Tornando alla poco affollata intervista di ieri in Riviera, Minzolini cita, tra i suoi bersagli preferiti, il Fatto quotidiano e gli editoriali di Marco Travaglio. Proprio colui che, dice l’intervistatore, “ti chiama Scodinzolini o Minzolingua”. “È chiaro che se ti vuoi ritagliare uno spazio di mercato, tu devi dire qualcosa in più rispetto a ciò che dicono l’Unità o Repubblica, aumentando il livello del livore o dell’accusa – spiega il direttore del Tg1 – Quello, secondo me, non è giornalismo. Non è raccontare le cose per quelle che sono, ma trovarti un nemico e cercare di demolirlo. Ma – conclude lanciando una frecciata al quotidiano diretto da Padellaro – parliamo di 70 mila copie, non di più”.
Insomma per Minzolini a parlare sono i dati di vendita. Tuttavia anche quelli del suo Tg1 non vanno tanto bene. Sul grosso calo di ascolti del suo tg, soprattutto dopo l’avvento di Enrico Mentana alla conduzione del Tg de La7, Minzolini ha una sua teoria: “È colpa dell’avvento del digitale terrestre”. Mentana e il suo tg vanno in onda anche dove il digitale ancora non c’è, ma questo è un dettaglio non importante, almeno quanto non sono importanti i 700 mila telespettatori persi dal Tg1 delle 20 dal 2009 a oggi e il 10 % in meno di share rispetto al 2008.
Quando a un certo punto dell’intervista Mazzuca gli chiede se riconosce qualche gaffe nella sua carriera, Minzolini non ne tira fuori nemmeno una e se la cava con un “nessuno, nemmeno io ho sempre la verità in tasca”.

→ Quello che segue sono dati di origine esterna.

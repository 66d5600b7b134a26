use bson::{DateTime, oid::ObjectId};
use agencyhub_db::models::{Agency, Plan, SubAccount};
use agencyhub_services::resolve_sidebar_logo;

fn agency(white_label: bool, logo: Option<&str>) -> Agency {
    let now = DateTime::now();
    Agency {
        id: Some(ObjectId::new()),
        name: "Acme".to_string(),
        company_email: "owner@acme.test".to_string(),
        company_phone: None,
        agency_logo: logo.map(str::to_string),
        white_label,
        plan: Plan::Free,
        address: None,
        city: None,
        zip_code: None,
        state: None,
        country: None,
        goal: 5,
        created_at: now,
        updated_at: now,
    }
}

fn sub_account(agency_id: ObjectId, logo: Option<&str>) -> SubAccount {
    let now = DateTime::now();
    SubAccount {
        id: Some(ObjectId::new()),
        agency_id,
        name: "Site".to_string(),
        company_email: "site@acme.test".to_string(),
        company_phone: None,
        sub_account_logo: logo.map(str::to_string),
        address: None,
        city: None,
        zip_code: None,
        state: None,
        country: None,
        goal: 5,
        created_at: now,
        updated_at: now,
    }
}

#[test]
fn white_label_always_wins() {
    let agency = agency(true, Some("/logos/agency.png"));
    let sub = sub_account(agency.id.unwrap(), Some("/logos/sub.png"));

    // Even a sub-account with its own logo renders the agency's
    assert_eq!(
        resolve_sidebar_logo(&agency, Some(&sub)),
        "/logos/agency.png"
    );
}

#[test]
fn sub_account_logo_overrides_when_not_white_labeled() {
    let agency = agency(false, Some("/logos/agency.png"));
    let sub = sub_account(agency.id.unwrap(), Some("/logos/sub.png"));

    assert_eq!(resolve_sidebar_logo(&agency, Some(&sub)), "/logos/sub.png");
}

#[test]
fn unset_sub_account_logo_falls_back_to_agency() {
    let agency = agency(false, Some("/logos/agency.png"));
    let sub = sub_account(agency.id.unwrap(), None);

    assert_eq!(
        resolve_sidebar_logo(&agency, Some(&sub)),
        "/logos/agency.png"
    );
}

#[test]
fn agency_scope_ignores_sub_account_logos() {
    let agency = agency(false, Some("/logos/agency.png"));

    assert_eq!(resolve_sidebar_logo(&agency, None), "/logos/agency.png");
}

#[test]
fn missing_agency_logo_yields_the_default() {
    let agency = agency(false, None);

    assert_eq!(
        resolve_sidebar_logo(&agency, None),
        agencyhub_services::access::DEFAULT_SIDEBAR_LOGO
    );
}
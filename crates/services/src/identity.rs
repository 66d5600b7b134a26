use async_trait::async_trait;
use jsonwebtoken::{DecodingKey, Validation, decode, errors::ErrorKind};
use agencyhub_config::IdentitySettings;
use agencyhub_db::models::Role;
use serde::{Deserialize, Serialize};
use thiserror::Error;
use tracing::debug;

#[derive(Debug, Error)]
pub enum IdentityError {
    #[error("Token expired")]
    TokenExpired,
    #[error("Invalid token: {0}")]
    InvalidToken(String),
    #[error("Metadata sync failed: {0}")]
    SyncFailed(String),
}

/// The authenticated caller as asserted by the external identity provider.
#[derive(Debug, Clone)]
pub struct Caller {
    pub subject: String,
    pub email: String,
    pub given_name: Option<String>,
    pub family_name: Option<String>,
    pub avatar_url: Option<String>,
}

impl Caller {
    /// `"<given> <family>"`. Absent name parts become the literal
    /// "undefined", matching what the provider payload yields upstream.
    pub fn display_name(&self) -> String {
        format!(
            "{} {}",
            self.given_name.as_deref().unwrap_or("undefined"),
            self.family_name.as_deref().unwrap_or("undefined"),
        )
    }
}

/// Claims carried by the provider's HS256 session token.
#[derive(Debug, Clone, Serialize, Deserialize)]
pub struct CallerClaims {
    pub sub: String,
    pub email: String,
    pub given_name: Option<String>,
    pub family_name: Option<String>,
    pub avatar_url: Option<String>,
    pub iat: i64,
    pub exp: i64,
    pub iss: String,
}

/// Write side of the provider integration: role metadata pushed back so
/// permission checks outside this backend see the same role.
#[async_trait]
pub trait IdentityProvider: Send + Sync {
    async fn set_role_metadata(
        &self,
        subject: &str,
        role: Option<Role>,
    ) -> Result<(), IdentityError>;
}

/// Talks to the provider's admin API.
pub struct HttpIdentityProvider {
    client: reqwest::Client,
    endpoint: String,
    api_key: Option<String>,
}

impl HttpIdentityProvider {
    pub fn new(endpoint: String, api_key: Option<String>) -> Self {
        Self {
            client: reqwest::Client::new(),
            endpoint,
            api_key,
        }
    }
}

#[async_trait]
impl IdentityProvider for HttpIdentityProvider {
    async fn set_role_metadata(
        &self,
        subject: &str,
        role: Option<Role>,
    ) -> Result<(), IdentityError> {
        let url = format!("{}/users/{}/metadata", self.endpoint, subject);
        let mut request = self
            .client
            .put(&url)
            .json(&serde_json::json!({ "role": role }));
        if let Some(api_key) = &self.api_key {
            request = request.bearer_auth(api_key);
        }

        let response = request
            .send()
            .await
            .map_err(|e| IdentityError::SyncFailed(e.to_string()))?;

        if !response.status().is_success() {
            return Err(IdentityError::SyncFailed(format!(
                "provider returned {}",
                response.status()
            )));
        }
        Ok(())
    }
}

/// Used when no provider admin endpoint is configured.
pub struct NullIdentityProvider;

#[async_trait]
impl IdentityProvider for NullIdentityProvider {
    async fn set_role_metadata(
        &self,
        subject: &str,
        role: Option<Role>,
    ) -> Result<(), IdentityError> {
        debug!(subject, ?role, "No identity metadata endpoint configured, skipping sync");
        Ok(())
    }
}

pub struct IdentityService {
    decoding_key: DecodingKey,
    issuer: String,
    provider: Box<dyn IdentityProvider>,
}

impl IdentityService {
    pub fn new(settings: &IdentitySettings) -> Self {
        let provider: Box<dyn IdentityProvider> = match &settings.metadata_endpoint {
            Some(endpoint) => Box::new(HttpIdentityProvider::new(
                endpoint.clone(),
                settings.api_key.clone(),
            )),
            None => Box::new(NullIdentityProvider),
        };

        Self {
            decoding_key: DecodingKey::from_secret(settings.jwt_secret.as_bytes()),
            issuer: settings.issuer.clone(),
            provider,
        }
    }

    pub fn verify_token(&self, token: &str) -> Result<Caller, IdentityError> {
        let mut validation = Validation::default();
        validation.set_issuer(&[&self.issuer]);

        let data = decode::<CallerClaims>(token, &self.decoding_key, &validation).map_err(
            |e| match e.kind() {
                ErrorKind::ExpiredSignature => IdentityError::TokenExpired,
                _ => IdentityError::InvalidToken(e.to_string()),
            },
        )?;

        let claims = data.claims;
        Ok(Caller {
            subject: claims.sub,
            email: claims.email,
            given_name: claims.given_name,
            family_name: claims.family_name,
            avatar_url: claims.avatar_url,
        })
    }

    pub async fn sync_role_metadata(
        &self,
        subject: &str,
        role: Option<Role>,
    ) -> Result<(), IdentityError> {
        self.provider.set_role_metadata(subject, role).await
    }
}
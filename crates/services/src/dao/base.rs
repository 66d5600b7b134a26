use bson::{DateTime, Document, doc, oid::ObjectId};
use mongodb::{Collection, Database};
use serde::{Deserialize, Serialize};
use thiserror::Error;
use tracing::debug;

#[derive(Debug, Error)]
pub enum DaoError {
    #[error("MongoDB error: {0}")]
    Mongo(#[from] mongodb::error::Error),
    #[error("BSON serialization error: {0}")]
    BsonSer(#[from] bson::ser::Error),
    #[error("BSON deserialization error: {0}")]
    BsonDe(#[from] bson::de::Error),
    #[error("Entity not found")]
    NotFound,
    #[error("Duplicate key: {0}")]
    DuplicateKey(String),
    #[error("Validation: {0}")]
    Validation(String),
}

pub type DaoResult<T> = Result<T, DaoError>;

pub struct BaseDao<T: Send + Sync> {
    collection: Collection<T>,
}

impl<T> BaseDao<T>
where
    T: Serialize + for<'de> Deserialize<'de> + Unpin + Send + Sync,
{
    pub fn new(db: &Database, collection_name: &str) -> Self {
        Self {
            collection: db.collection::<T>(collection_name),
        }
    }

    pub fn collection(&self) -> &Collection<T> {
        &self.collection
    }

    pub async fn find_by_id(&self, id: ObjectId) -> DaoResult<T> {
        self.collection
            .find_one(doc! { "_id": id })
            .await?
            .ok_or(DaoError::NotFound)
    }

    pub async fn find_one(&self, filter: Document) -> DaoResult<Option<T>> {
        Ok(self.collection.find_one(filter).await?)
    }

    pub async fn find_many(
        &self,
        filter: Document,
        sort: Option<Document>,
    ) -> DaoResult<Vec<T>> {
        let mut cursor = if let Some(sort) = sort {
            self.collection.find(filter).sort(sort).await?
        } else {
            self.collection.find(filter).await?
        };

        let mut results = Vec::new();
        use futures::TryStreamExt;
        while let Some(doc) = cursor.try_next().await? {
            results.push(doc);
        }
        Ok(results)
    }

    pub async fn insert_one(&self, doc: &T) -> DaoResult<ObjectId> {
        let result = self.collection.insert_one(doc).await.map_err(|e| {
            if let mongodb::error::ErrorKind::Write(mongodb::error::WriteFailure::WriteError(
                ref write_error,
            )) = *e.kind
            {
                if write_error.code == 11000 {
                    return DaoError::DuplicateKey(write_error.message.clone());
                }
            }
            DaoError::Mongo(e)
        })?;

        let id = result
            .inserted_id
            .as_object_id()
            .expect("inserted_id should be ObjectId");
        debug!(?id, "Inserted document");
        Ok(id)
    }

    pub async fn update_one(&self, filter: Document, update: Document) -> DaoResult<bool> {
        let mut update = update;
        if !update.contains_key("$set") {
            update.insert("$set", Document::new());
        }
        if let Ok(set) = update.get_document_mut("$set") {
            set.insert("updated_at", DateTime::now());
        }

        let result = self.collection.update_one(filter, update).await?;
        Ok(result.matched_count > 0)
    }

    pub async fn update_by_id(&self, id: ObjectId, update: Document) -> DaoResult<bool> {
        self.update_one(doc! { "_id": id }, update).await
    }

    /// Update matching the filter, inserting when nothing matches.
    /// Returns the id of the newly inserted document, if any.
    pub async fn upsert_one(
        &self,
        filter: Document,
        update: Document,
    ) -> DaoResult<Option<ObjectId>> {
        let result = self
            .collection
            .update_one(filter, update)
            .upsert(true)
            .await?;
        Ok(result.upserted_id.and_then(|id| id.as_object_id()))
    }

    pub async fn hard_delete(&self, filter: Document) -> DaoResult<u64> {
        let result = self.collection.delete_many(filter).await?;
        Ok(result.deleted_count)
    }

    pub async fn count(&self, filter: Document) -> DaoResult<u64> {
        Ok(self.collection.count_documents(filter).await?)
    }
}
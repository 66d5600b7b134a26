use bson::{DateTime, oid::ObjectId};
use serde::{Deserialize, Serialize};

/// A workspace owned by exactly one agency.
#[derive(Debug, Clone, Serialize, Deserialize)]
pub struct SubAccount {
    #[serde(rename = "_id", skip_serializing_if = "Option::is_none")]
    pub id: Option<ObjectId>,
    pub agency_id: ObjectId,
    pub name: String,
    pub company_email: String,
    pub company_phone: Option<String>,
    pub sub_account_logo: Option<String>,
    pub address: Option<String>,
    pub city: Option<String>,
    pub zip_code: Option<String>,
    pub state: Option<String>,
    pub country: Option<String>,
    #[serde(default = "default_goal")]
    pub goal: u32,
    pub created_at: DateTime,
    pub updated_at: DateTime,
}

fn default_goal() -> u32 {
    5
}

impl SubAccount {
    pub const COLLECTION: &'static str = "sub_accounts";
}
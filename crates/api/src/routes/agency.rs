use axum::{
    Json,
    extract::{Path, State},
};
use bson::{doc, oid::ObjectId};
use serde::{Deserialize, Serialize};
use tracing::warn;
use validator::Validate;
use agencyhub_db::models::{Agency, Plan, Role};
use agencyhub_services::dao::agency::{AgencyInput, AgencyUpdate};
use agencyhub_services::dao::sub_account::SubAccountInput;

use crate::{error::ApiError, extractors::auth::CurrentCaller, state::AppState};

use super::permission::PermissionResponse;
use super::sub_account::SubAccountResponse;
use super::user::UserResponse;

#[derive(Debug, Serialize)]
pub struct AgencyResponse {
    pub id: String,
    pub name: String,
    pub company_email: String,
    pub company_phone: Option<String>,
    pub agency_logo: Option<String>,
    pub white_label: bool,
    pub plan: Plan,
    pub goal: u32,
}

impl AgencyResponse {
    pub fn from_agency(agency: &Agency) -> Self {
        Self {
            id: agency.id.map(|id| id.to_hex()).unwrap_or_default(),
            name: agency.name.clone(),
            company_email: agency.company_email.clone(),
            company_phone: agency.company_phone.clone(),
            agency_logo: agency.agency_logo.clone(),
            white_label: agency.white_label,
            plan: agency.plan,
            goal: agency.goal,
        }
    }
}

#[derive(Debug, Deserialize, Validate)]
pub struct UpsertAgencyRequest {
    pub id: Option<String>,
    #[validate(length(min = 2))]
    pub name: String,
    pub company_email: String,
    pub company_phone: Option<String>,
    pub agency_logo: Option<String>,
    #[serde(default)]
    pub white_label: bool,
    pub plan: Option<Plan>,
    pub address: Option<String>,
    pub city: Option<String>,
    pub zip_code: Option<String>,
    pub state: Option<String>,
    pub country: Option<String>,
    pub goal: Option<u32>,
}

pub async fn upsert(
    State(state): State<AppState>,
    CurrentCaller(_caller): CurrentCaller,
    Json(body): Json<UpsertAgencyRequest>,
) -> Result<Json<AgencyResponse>, ApiError> {
    body.validate()
        .map_err(|e| ApiError::Validation(e.to_string()))?;

    let id = body
        .id
        .as_deref()
        .map(ObjectId::parse_str)
        .transpose()
        .map_err(|_| ApiError::BadRequest("Invalid agency id".to_string()))?;

    let agency = state
        .agencies
        .upsert(AgencyInput {
            id,
            name: body.name,
            company_email: body.company_email,
            company_phone: body.company_phone,
            agency_logo: body.agency_logo,
            white_label: body.white_label,
            plan: body.plan,
            address: body.address,
            city: body.city,
            zip_code: body.zip_code,
            state: body.state,
            country: body.country,
            goal: body.goal,
        })
        .await?
        .ok_or_else(|| ApiError::Validation("A company email is required".to_string()))?;

    Ok(Json(AgencyResponse::from_agency(&agency)))
}

#[derive(Debug, Deserialize, Default)]
pub struct UpdateAgencyRequest {
    pub name: Option<String>,
    pub company_email: Option<String>,
    pub company_phone: Option<String>,
    pub agency_logo: Option<String>,
    pub white_label: Option<bool>,
    pub plan: Option<Plan>,
    pub goal: Option<u32>,
}

pub async fn update(
    State(state): State<AppState>,
    CurrentCaller(_caller): CurrentCaller,
    Path(agency_id): Path<String>,
    Json(body): Json<UpdateAgencyRequest>,
) -> Result<Json<AgencyResponse>, ApiError> {
    let aid = ObjectId::parse_str(&agency_id)
        .map_err(|_| ApiError::BadRequest("Invalid agency_id".to_string()))?;

    let agency = state
        .agencies
        .update_details(
            aid,
            AgencyUpdate {
                name: body.name,
                company_email: body.company_email,
                company_phone: body.company_phone,
                agency_logo: body.agency_logo,
                white_label: body.white_label,
                plan: body.plan,
                goal: body.goal,
            },
        )
        .await?;

    Ok(Json(AgencyResponse::from_agency(&agency)))
}

pub async fn delete(
    State(state): State<AppState>,
    CurrentCaller(_caller): CurrentCaller,
    Path(agency_id): Path<String>,
) -> Result<Json<AgencyResponse>, ApiError> {
    let aid = ObjectId::parse_str(&agency_id)
        .map_err(|_| ApiError::BadRequest("Invalid agency_id".to_string()))?;

    let deleted = state.agencies.delete(aid).await?;
    Ok(Json(AgencyResponse::from_agency(&deleted)))
}

#[derive(Debug, Serialize)]
pub struct NotificationResponse {
    pub id: String,
    pub message: String,
    pub sub_account_id: Option<String>,
    pub created_at: String,
    pub user: Option<UserResponse>,
}

/// Newest-first activity feed for the agency.
pub async fn notifications(
    State(state): State<AppState>,
    CurrentCaller(_caller): CurrentCaller,
    Path(agency_id): Path<String>,
) -> Result<Json<Vec<NotificationResponse>>, ApiError> {
    let aid = ObjectId::parse_str(&agency_id)
        .map_err(|_| ApiError::BadRequest("Invalid agency_id".to_string()))?;

    let entries = state.notifications.list_for_agency(aid).await?;

    let response = entries
        .into_iter()
        .map(|(n, user)| NotificationResponse {
            id: n.id.map(|id| id.to_hex()).unwrap_or_default(),
            message: n.message,
            sub_account_id: n.sub_account_id.map(|id| id.to_hex()),
            created_at: n.created_at.try_to_rfc3339_string().unwrap_or_default(),
            user: user.as_ref().map(UserResponse::from_user),
        })
        .collect();

    Ok(Json(response))
}

#[derive(Debug, Serialize)]
pub struct TeamMemberResponse {
    #[serde(flatten)]
    pub user: UserResponse,
    pub permissions: Vec<PermissionResponse>,
}

/// The agency's users with their permission rows.
pub async fn team(
    State(state): State<AppState>,
    CurrentCaller(_caller): CurrentCaller,
    Path(agency_id): Path<String>,
) -> Result<Json<Vec<TeamMemberResponse>>, ApiError> {
    let aid = ObjectId::parse_str(&agency_id)
        .map_err(|_| ApiError::BadRequest("Invalid agency_id".to_string()))?;

    let members = state.users.list_by_agency(aid).await?;

    let emails: Vec<&str> = members.iter().map(|u| u.email.as_str()).collect();
    let permissions = if emails.is_empty() {
        Vec::new()
    } else {
        state
            .permissions
            .base
            .find_many(doc! { "email": { "$in": emails } }, None)
            .await?
    };

    let response = members
        .iter()
        .map(|user| TeamMemberResponse {
            user: UserResponse::from_user(user),
            permissions: permissions
                .iter()
                .filter(|p| p.email == user.email)
                .map(PermissionResponse::from_permission)
                .collect(),
        })
        .collect();

    Ok(Json(response))
}

#[derive(Debug, Deserialize, Validate)]
pub struct SendInvitationRequest {
    #[validate(email)]
    pub email: String,
    pub role: Role,
}

#[derive(Debug, Serialize)]
pub struct InvitationResponse {
    pub id: String,
    pub email: String,
    pub agency_id: String,
    pub role: Role,
}

/// Creates a pending invitation and records the action.
pub async fn send_invitation(
    State(state): State<AppState>,
    CurrentCaller(caller): CurrentCaller,
    Path(agency_id): Path<String>,
    Json(body): Json<SendInvitationRequest>,
) -> Result<Json<InvitationResponse>, ApiError> {
    body.validate()
        .map_err(|e| ApiError::Validation(e.to_string()))?;

    let aid = ObjectId::parse_str(&agency_id)
        .map_err(|_| ApiError::BadRequest("Invalid agency_id".to_string()))?;

    let invitation = state
        .invitations
        .create(body.email.clone(), aid, body.role)
        .await?;

    if let Err(error) = state
        .activity
        .log_activity(
            Some(&caller),
            &format!("Invited {}", body.email),
            Some(aid),
            None,
        )
        .await
    {
        warn!(%error, "Failed to record invitation activity");
    }

    Ok(Json(InvitationResponse {
        id: invitation.id.map(|id| id.to_hex()).unwrap_or_default(),
        email: invitation.email,
        agency_id: invitation.agency_id.to_hex(),
        role: invitation.role,
    }))
}

#[derive(Debug, Deserialize, Validate)]
pub struct UpsertSubAccountRequest {
    pub id: Option<String>,
    #[validate(length(min = 2))]
    pub name: String,
    pub company_email: String,
    pub company_phone: Option<String>,
    pub sub_account_logo: Option<String>,
    pub address: Option<String>,
    pub city: Option<String>,
    pub zip_code: Option<String>,
    pub state: Option<String>,
    pub country: Option<String>,
    pub goal: Option<u32>,
}

pub async fn upsert_sub_account(
    State(state): State<AppState>,
    CurrentCaller(_caller): CurrentCaller,
    Path(agency_id): Path<String>,
    Json(body): Json<UpsertSubAccountRequest>,
) -> Result<Json<SubAccountResponse>, ApiError> {
    body.validate()
        .map_err(|e| ApiError::Validation(e.to_string()))?;

    let aid = ObjectId::parse_str(&agency_id)
        .map_err(|_| ApiError::BadRequest("Invalid agency_id".to_string()))?;
    let id = body
        .id
        .as_deref()
        .map(ObjectId::parse_str)
        .transpose()
        .map_err(|_| ApiError::BadRequest("Invalid sub-account id".to_string()))?;

    let sub_account = state
        .sub_accounts
        .upsert(SubAccountInput {
            id,
            agency_id: aid,
            name: body.name,
            company_email: body.company_email,
            company_phone: body.company_phone,
            sub_account_logo: body.sub_account_logo,
            address: body.address,
            city: body.city,
            zip_code: body.zip_code,
            state: body.state,
            country: body.country,
            goal: body.goal,
        })
        .await?
        .ok_or_else(|| ApiError::Validation("A company email is required".to_string()))?;

    Ok(Json(SubAccountResponse::from_sub_account(&sub_account)))
}
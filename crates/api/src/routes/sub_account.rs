use axum::{
    Json,
    extract::{Path, State},
};
use bson::oid::ObjectId;
use serde::Serialize;
use tracing::warn;
use agencyhub_db::models::SubAccount;

use crate::{error::ApiError, extractors::auth::CurrentCaller, state::AppState};

#[derive(Debug, Serialize)]
pub struct SubAccountResponse {
    pub id: String,
    pub agency_id: String,
    pub name: String,
    pub company_email: String,
    pub company_phone: Option<String>,
    pub sub_account_logo: Option<String>,
    pub goal: u32,
}

impl SubAccountResponse {
    pub fn from_sub_account(sub_account: &SubAccount) -> Self {
        Self {
            id: sub_account.id.map(|id| id.to_hex()).unwrap_or_default(),
            agency_id: sub_account.agency_id.to_hex(),
            name: sub_account.name.clone(),
            company_email: sub_account.company_email.clone(),
            company_phone: sub_account.company_phone.clone(),
            sub_account_logo: sub_account.sub_account_logo.clone(),
            goal: sub_account.goal,
        }
    }
}

pub async fn get(
    State(state): State<AppState>,
    CurrentCaller(_caller): CurrentCaller,
    Path(sub_account_id): Path<String>,
) -> Result<Json<SubAccountResponse>, ApiError> {
    let sid = ObjectId::parse_str(&sub_account_id)
        .map_err(|_| ApiError::BadRequest("Invalid sub_account_id".to_string()))?;

    let sub_account = state.sub_accounts.find(sid).await?;
    Ok(Json(SubAccountResponse::from_sub_account(&sub_account)))
}

/// Records the deletion in the activity log, then removes the sub-account
/// and its seeded children.
pub async fn delete(
    State(state): State<AppState>,
    CurrentCaller(caller): CurrentCaller,
    Path(sub_account_id): Path<String>,
) -> Result<Json<SubAccountResponse>, ApiError> {
    let sid = ObjectId::parse_str(&sub_account_id)
        .map_err(|_| ApiError::BadRequest("Invalid sub_account_id".to_string()))?;

    let sub_account = state.sub_accounts.find(sid).await?;

    if let Err(error) = state
        .activity
        .log_activity(
            Some(&caller),
            &format!("Deleted a subaccount | {}", sub_account.name),
            None,
            Some(sid),
        )
        .await
    {
        warn!(%error, "Failed to record sub-account deletion activity");
    }

    let deleted = state.sub_accounts.delete(sid).await?;
    Ok(Json(SubAccountResponse::from_sub_account(&deleted)))
}
use crate::fixtures::test_app::TestApp;
use serde_json::Value;

#[tokio::test]
async fn owner_sees_seeded_sub_account() {
    let app = TestApp::spawn().await;

    let agency = app.seed_agency("visible").await;
    let sub_account_id = app.seed_sub_account(&agency, "visible-site").await;

    let resp = app
        .auth_get(
            &format!("/api/sidebar/agency/{}", agency.agency_id),
            &agency.owner.token,
        )
        .send()
        .await
        .unwrap();
    assert_eq!(resp.status().as_u16(), 200);
    let sidebar: Value = resp.json().await.unwrap();

    let visible = sidebar["sub_accounts"].as_array().unwrap();
    assert_eq!(visible.len(), 1);
    assert_eq!(visible[0]["id"].as_str(), Some(sub_account_id.as_str()));
}

#[tokio::test]
async fn revocation_hides_sub_account_but_keeps_the_row() {
    let app = TestApp::spawn().await;

    let agency = app.seed_agency("revoke").await;
    let sub_account_id = app.seed_sub_account(&agency, "revoke-site").await;

    // Revoke the owner's seeded grant
    let resp = app
        .auth_post("/api/permission", &agency.owner.token)
        .json(&serde_json::json!({
            "email": agency.owner.email,
            "sub_account_id": sub_account_id,
            "access": false,
        }))
        .send()
        .await
        .unwrap();
    assert_eq!(resp.status().as_u16(), 200);

    let resp = app
        .auth_get(
            &format!("/api/sidebar/agency/{}", agency.agency_id),
            &agency.owner.token,
        )
        .send()
        .await
        .unwrap();
    let sidebar: Value = resp.json().await.unwrap();
    assert_eq!(
        sidebar["sub_accounts"].as_array().unwrap().len(),
        0,
        "Revoked sub-account must disappear from the visible set"
    );

    // The permission row survives with the flag lowered
    let resp = app
        .auth_get("/api/me", &agency.owner.token)
        .send()
        .await
        .unwrap();
    let me: Value = resp.json().await.unwrap();
    let user_id = me["user"]["id"].as_str().unwrap();

    let resp = app
        .auth_get(
            &format!("/api/user/{user_id}/permission"),
            &agency.owner.token,
        )
        .send()
        .await
        .unwrap();
    let permissions: Vec<Value> = resp.json().await.unwrap();
    assert_eq!(permissions.len(), 1);
    assert_eq!(permissions[0]["access"].as_bool(), Some(false));
}

#[tokio::test]
async fn member_without_grants_sees_no_sub_accounts() {
    let app = TestApp::spawn().await;

    let agency = app.seed_agency("gated").await;
    app.seed_sub_account(&agency, "gated-site").await;

    // Invite and onboard a member with no permission rows
    let resp = app
        .auth_post(
            &format!("/api/agency/{}/invitation", agency.agency_id),
            &agency.owner.token,
        )
        .json(&serde_json::json!({
            "email": "gated-member@example.test",
            "role": "SUBACCOUNT_USER",
        }))
        .send()
        .await
        .unwrap();
    assert_eq!(resp.status().as_u16(), 200);

    let member_token = app.mint_token(
        "usr_gated_member",
        "gated-member@example.test",
        Some("Max"),
        Some("Mustermann"),
    );
    let resp = app
        .auth_post("/api/invitation/accept", &member_token)
        .send()
        .await
        .unwrap();
    assert_eq!(resp.status().as_u16(), 200);

    let resp = app
        .auth_get(
            &format!("/api/sidebar/agency/{}", agency.agency_id),
            &member_token,
        )
        .send()
        .await
        .unwrap();
    let sidebar: Value = resp.json().await.unwrap();
    assert_eq!(
        sidebar["sub_accounts"].as_array().unwrap().len(),
        0,
        "A member with no granted permissions sees zero sub-accounts"
    );
}

#[tokio::test]
async fn sidebar_options_are_never_merged() {
    let app = TestApp::spawn().await;

    let agency = app.seed_agency("options").await;
    let sub_account_id = app.seed_sub_account(&agency, "options-site").await;

    let resp = app
        .auth_get(
            &format!("/api/sidebar/agency/{}", agency.agency_id),
            &agency.owner.token,
        )
        .send()
        .await
        .unwrap();
    let agency_sidebar: Value = resp.json().await.unwrap();
    assert_eq!(agency_sidebar["options"].as_array().unwrap().len(), 6);

    let resp = app
        .auth_get(
            &format!("/api/sidebar/subaccount/{sub_account_id}"),
            &agency.owner.token,
        )
        .send()
        .await
        .unwrap();
    let sub_sidebar: Value = resp.json().await.unwrap();
    assert_eq!(sub_sidebar["options"].as_array().unwrap().len(), 8);

    // Each set links into its own scope only
    for option in agency_sidebar["options"].as_array().unwrap() {
        let link = option["link"].as_str().unwrap();
        assert!(link.starts_with(&format!("/agency/{}", agency.agency_id)));
    }
    for option in sub_sidebar["options"].as_array().unwrap() {
        let link = option["link"].as_str().unwrap();
        assert!(link.starts_with(&format!("/subaccount/{sub_account_id}")));
    }
}

#[tokio::test]
async fn sidebar_rejects_foreign_sub_account() {
    let app = TestApp::spawn().await;

    let acme = app.seed_agency("acme-a").await;
    let beta = app.seed_agency("beta-b").await;
    let beta_site = app.seed_sub_account(&beta, "beta-site").await;

    let resp = app
        .auth_get(
            &format!("/api/sidebar/subaccount/{beta_site}"),
            &acme.owner.token,
        )
        .send()
        .await
        .unwrap();
    assert_eq!(
        resp.status().as_u16(),
        403,
        "Cross-agency sidebar access should be forbidden"
    );
}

Forse qualcuno, magari anche lo stesso intervistatore, si sarebbe aspettato che Minzolini citasse il caso Violante. Nel 1994 a pochi giorni dalle elezioni politiche con Berlusconi in campo, Minzolini mise in bocca a Luciano Violante del Pds, allora presidente della Commissione parlamentare antimafia, una confidenza di indagini per mafia riguardanti uomini vicini al Cavaliere. L’articolo fece scalpore e costrinse alle dimissioni Violante dalla sua carica. Il polverone consentì a Berlusconi di atteggiarsi a perseguitato dalla magistratura vicina a una parte politica. Qualche giorno dopo vinse per la prima volta le elezioni. Solo due anni più tardi Minzolini e la Stampa, giornale per cui scriveva, ammisero che quelle dichiarazioni non erano vere ma “frutto di impressioni soggettive, generate da malinteso”. Ma ormai la frittata era fatta.
Intanto, mentre le sedie della piazzetta di Bellaria si svuotano pian piano, Minzolini cita i politici che più lo hanno affascinato nella sua carriera: Moro, Berlinguer, Craxi, Andreotti. E nella seconda Repubblica? “Berlusconi, un grande politico, o almeno un grande comunicatore”. Altri nomi non ne fa. Come Berlusconi del resto si sente perseguitato: “Se fossimo in un regime, come dicono molti, io dovrei essere il tiranno. In realtà sono il perseguitato, perché ho un articolo contro al giorno”.
Le argomentazioni di Minzolini non strappano un applauso. In un angolo della piazza carabinieri e vigili urbani in divisa continuano a parlottare incuranti e senza ascoltare. Minzolini crolla negli ascolti anche in Riviera.